Without a baseline, verification cannot separate causality from coincidence.

Forces

Shared environments vs. fresh environments. A fresh container or mocked database avoids inherited state, but many useful checks run against persistent workspaces or live services.
Snapshot scope vs. snapshot cost. Capturing every file, row, or variable can be expensive; capturing too little leaves hidden state surfaces.
Per-action vs. per-session baselines. A session-level snapshot can support rollback, but a verifier often needs a baseline immediately before a specific action.
Comparison vs. cleanup. Some baselines exist to compute a Delta; others exist to restore state after the action.
Local mutation vs. audit trail. Direct mutation is simple, but destructive operations need a preimage if they are part of a verification loop.

Solution

Snapshot the relevant state surface before the agent acts. After the action, either compare post-state to the baseline or restore the baseline during cleanup.

The baseline must be close enough to the action to answer the verifier’s actual question: “what changed during this step?” A startup snapshot may be useful for session recovery, but it does not prove a particular action caused a particular post-condition.

Common shapes:

In-memory snapshot: copy global lists, registries, caches, or settings before the test, then restore them after.
File-backed inventory: write a named list of files, resources, plugin IDs, or API objects, then compare the current inventory to that baseline.
Process-environment snapshot: capture environment variables and redirect state directories to a temporary location, then restore in finally.
Snapshot-replay: persist enough runtime state to reconstruct an event stream or resume from a pause boundary.
Git preimage: commit or hash original files before an automated edit, then compare or restore from that preimage.

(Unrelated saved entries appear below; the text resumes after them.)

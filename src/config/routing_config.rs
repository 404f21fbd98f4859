// ==========================================
// 工艺路线编排系统 - 编排配置
// ==========================================
// 职责: 历史上限、拖拽落点、导出兜底列、来源登记顺序等可调参数
// ==========================================

use serde::{Deserialize, Serialize};

use crate::domain::types::ExportFormat;
use crate::engine::bucket::StaleEditPolicy;
use crate::engine::export_resolver::{RegistrationTier, DEFAULT_REGISTRATION_ORDER};

/// 默认兜底导出列（映射与数据均为空时使用）
pub const DEFAULT_FALLBACK_COLUMNS: &[&str] = &[
    "PROC_SEQ",
    "PROC_CD",
    "PROC_DESC",
    "SETUP_TIME",
    "RUN_TIME",
    "WAIT_TIME",
];

/// 工艺路线编排配置（持久化对象）
///
/// 存储位置：JSON 文件（见 ConfigManager），所有字段均有默认值
#[derive(Debug, Clone, PartialEq, Serialize, Deserialize)]
#[serde(default)]
pub struct RoutingConfig {
    /// 撤销历史上限（0 表示不限）
    pub history_limit: usize,

    /// 时间轴每个步骤占用的像素间距（拖拽落点计算）
    pub step_pitch_px: f64,

    /// 时间轴首个步骤的像素起点
    pub drop_origin_px: f64,

    /// 兜底导出列
    pub fallback_columns: Vec<String>,

    /// 导出来源字段登记顺序（先写者胜）
    pub registration_order: Vec<RegistrationTier>,

    /// 编辑中的自定义工序被删除时的处理策略
    pub stale_edit_policy: StaleEditPolicy,

    /// 默认导出格式
    pub default_export_format: ExportFormat,

    /// 界面语言（zh-CN / en）
    pub locale: String,
}

impl Default for RoutingConfig {
    fn default() -> Self {
        Self {
            history_limit: 0,
            step_pitch_px: 180.0,
            drop_origin_px: 0.0,
            fallback_columns: DEFAULT_FALLBACK_COLUMNS
                .iter()
                .map(|c| c.to_string())
                .collect(),
            registration_order: DEFAULT_REGISTRATION_ORDER.to_vec(),
            stale_edit_policy: StaleEditPolicy::default(),
            default_export_format: ExportFormat::Csv,
            locale: "zh-CN".to_string(),
        }
    }
}

impl RoutingConfig {
    /// 校验配置取值
    ///
    /// # 返回
    /// - Ok(()): 配置有效
    /// - Err(String): 配置无效,返回错误描述
    pub fn validate(&self) -> Result<(), String> {
        if !self.step_pitch_px.is_finite() || self.step_pitch_px <= 0.0 {
            return Err(format!("step_pitch_px 必须为正数: {}", self.step_pitch_px));
        }
        if !self.drop_origin_px.is_finite() {
            return Err("drop_origin_px 不能为 NaN 或无穷大".to_string());
        }
        if self.registration_order.is_empty() {
            return Err("registration_order 不能为空".to_string());
        }
        let mut seen = Vec::new();
        for tier in &self.registration_order {
            if seen.contains(tier) {
                return Err(format!("registration_order 重复: {:?}", tier));
            }
            seen.push(*tier);
        }
        Ok(())
    }
}

#[cfg(test)]
mod tests {
    use super::*;

    #[test]
    fn test_default_is_valid() {
        let config = RoutingConfig::default();
        assert!(config.validate().is_ok());
        assert_eq!(config.fallback_columns.len(), 6);
        assert_eq!(config.history_limit, 0);
    }

    #[test]
    fn test_partial_json_uses_defaults() {
        let config: RoutingConfig =
            serde_json::from_str(r#"{"history_limit": 5, "locale": "en"}"#).unwrap();
        assert_eq!(config.history_limit, 5);
        assert_eq!(config.locale, "en");
        assert_eq!(config.step_pitch_px, 180.0);
    }

    #[test]
    fn test_duplicate_tier_rejected() {
        let config = RoutingConfig {
            registration_order: vec![RegistrationTier::Metadata, RegistrationTier::Metadata],
            ..Default::default()
        };
        assert!(config.validate().is_err());
    }

    #[test]
    fn test_non_positive_pitch_rejected() {
        let config = RoutingConfig {
            step_pitch_px: 0.0,
            ..Default::default()
        };
        assert!(config.validate().is_err());
    }
}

State Baseline is often paired with Delta. State Baseline supplies the pre-state. Delta computes the change.

Mechanism

Identify the state surface. Name the files, registry, environment variables, database rows, queue messages, or runtime objects that could satisfy the assertion by accident.
Capture pre-state. Snapshot that state immediately before the action under verification, using the narrowest mechanism that covers the risk.
Run the action. Hand control to the agent, tool, workflow, or test body.
Measure or restore. Either capture post-state for comparison or restore the pre-state during cleanup.
Report the baseline. Record the snapshot mechanism, baseline value or reference, post-action value, and cleanup status.

Pattern / Antipattern

Both examples show the same State Baseline move on different state surfaces. The antipattern mutates workspace files with no nearby preimage. The pattern snapshots an in-memory registry, clears inherited state for the action, and restores the original registry afterward.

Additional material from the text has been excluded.